[Collected data]
--- START ---
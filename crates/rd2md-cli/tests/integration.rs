//! Integration tests for the rd2md binary

use std::fs;
use std::path::Path;
use std::process::Command;

fn rd2md() -> Command {
    Command::new(env!("CARGO_BIN_EXE_rd2md"))
}

const FUNCTION_DOC: &str = "\
% Generated by roxygen2: do not edit by hand
\\name{create_experiment}
\\title{Create Experiment}
\\usage{
create_experiment(name = NULL)
}
\\arguments{
\\item{name}{Experiment name}
}
\\description{
Create an experiment for logging runs.
}
";

const CLASS_DOC: &str = "\
\\name{Experiment}
\\title{Experiment Class}
\\description{
An experiment tracks a single run.
}
\\section{Methods}{
\\subsection{Public methods}{
\\itemize{
\\item \\href{#method-Experiment-print}{\\code{Experiment$print()}}
}
\\if{html}{\\out{<hr>}}
\\if{html}{\\out{<a id=\"method-Experiment-print\"></a>}}
\\if{html}{\\out{</div>}}
\\subsection{Method \\code{print()}}{
Print a summary of the experiment.
\\subsection{Usage}{
\\if{html}{\\out{<div class=\"r\">}}\\preformatted{Experiment$print(...)}\\if{html}{\\out{</div>}}
}
}
}
}
";

fn write_rd(dir: &Path, name: &str, content: &str) {
    fs::write(dir.join(name), content).expect("Failed to write fixture");
}

#[test]
fn converts_single_file() {
    let dir = tempfile::tempdir().unwrap();
    write_rd(dir.path(), "create_experiment.Rd", FUNCTION_DOC);

    let status = rd2md()
        .arg(dir.path().join("create_experiment.Rd"))
        .arg("-q")
        .status()
        .expect("Failed to run rd2md");
    assert!(status.success());

    let md = fs::read_to_string(dir.path().join("create_experiment.md")).unwrap();
    assert!(md.starts_with("# `create_experiment`"));
    assert!(md.contains("## Usage"));
    assert!(md.contains("`name` | Experiment name"));
}

#[test]
fn converts_to_explicit_output() {
    let dir = tempfile::tempdir().unwrap();
    write_rd(dir.path(), "create_experiment.Rd", FUNCTION_DOC);
    let out = dir.path().join("docs/reference.md");

    let status = rd2md()
        .arg(dir.path().join("create_experiment.Rd"))
        .arg("-o")
        .arg(&out)
        .arg("-q")
        .status()
        .expect("Failed to run rd2md");
    assert!(status.success());
    assert!(out.exists());
}

#[test]
fn detects_class_doc_by_uppercase_stem() {
    let dir = tempfile::tempdir().unwrap();
    write_rd(dir.path(), "Experiment.Rd", CLASS_DOC);

    let status = rd2md()
        .arg(dir.path().join("Experiment.Rd"))
        .arg("-q")
        .status()
        .expect("Failed to run rd2md");
    assert!(status.success());

    let md = fs::read_to_string(dir.path().join("Experiment.md")).unwrap();
    assert!(md.contains("### Public Methods"));
    assert!(md.contains("<a id=\"method-Experiment-print\"></a>"));
    assert!(!md.contains("# `Experiment`"));
}

#[test]
fn converts_directory_recursively() {
    let dir = tempfile::tempdir().unwrap();
    let nested = dir.path().join("nested");
    fs::create_dir(&nested).unwrap();
    write_rd(dir.path(), "create_experiment.Rd", FUNCTION_DOC);
    write_rd(&nested, "create_run.Rd", FUNCTION_DOC);
    let out_dir = dir.path().join("docs");

    let status = rd2md()
        .arg(dir.path())
        .arg("-o")
        .arg(&out_dir)
        .arg("-r")
        .arg("-q")
        .status()
        .expect("Failed to run rd2md");
    assert!(status.success());

    assert!(out_dir.join("create_experiment.md").exists());
    assert!(out_dir.join("nested/create_run.md").exists());
}

#[test]
fn config_forces_class_and_extension() {
    let dir = tempfile::tempdir().unwrap();
    write_rd(dir.path(), "experiment.Rd", CLASS_DOC);
    fs::write(
        dir.path().join("_rd2md.toml"),
        "[output]\nextension = \".markdown\"\n\n[classes]\nnames = [\"experiment\"]\n",
    )
    .unwrap();

    let status = rd2md()
        .arg(dir.path().join("experiment.Rd"))
        .arg("-q")
        .status()
        .expect("Failed to run rd2md");
    assert!(status.success());

    let md = fs::read_to_string(dir.path().join("experiment.markdown")).unwrap();
    assert!(md.contains("### Public Methods"));
}

#[test]
fn failing_file_does_not_block_others() {
    let dir = tempfile::tempdir().unwrap();
    write_rd(dir.path(), "create_experiment.Rd", FUNCTION_DOC);
    write_rd(dir.path(), "broken.Rd", "\\description{never closed\n");
    let out_dir = dir.path().join("docs");

    let output = rd2md()
        .arg(dir.path())
        .arg("-o")
        .arg(&out_dir)
        .output()
        .expect("Failed to run rd2md");
    assert!(!output.status.success());

    let stderr = String::from_utf8_lossy(&output.stderr);
    assert!(stderr.contains("broken.Rd"));
    assert!(out_dir.join("create_experiment.md").exists());
}

#[test]
fn init_writes_sample_config() {
    let dir = tempfile::tempdir().unwrap();
    let path = dir.path().join("_rd2md.toml");

    let status = rd2md()
        .arg("init")
        .arg("-o")
        .arg(&path)
        .status()
        .expect("Failed to run rd2md");
    assert!(status.success());

    let content = fs::read_to_string(&path).unwrap();
    assert!(content.starts_with("#:schema"));
    assert!(content.contains("[output]"));
}

#[test]
fn init_refuses_to_overwrite() {
    let dir = tempfile::tempdir().unwrap();
    let path = dir.path().join("_rd2md.toml");
    fs::write(&path, "[output]\n").unwrap();

    let status = rd2md()
        .arg("init")
        .arg("-o")
        .arg(&path)
        .status()
        .expect("Failed to run rd2md");
    assert!(!status.success());
}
--- END ---
Task to complete
State how many lines in the records above contain the word "broken", and give only that number.

Solution below
2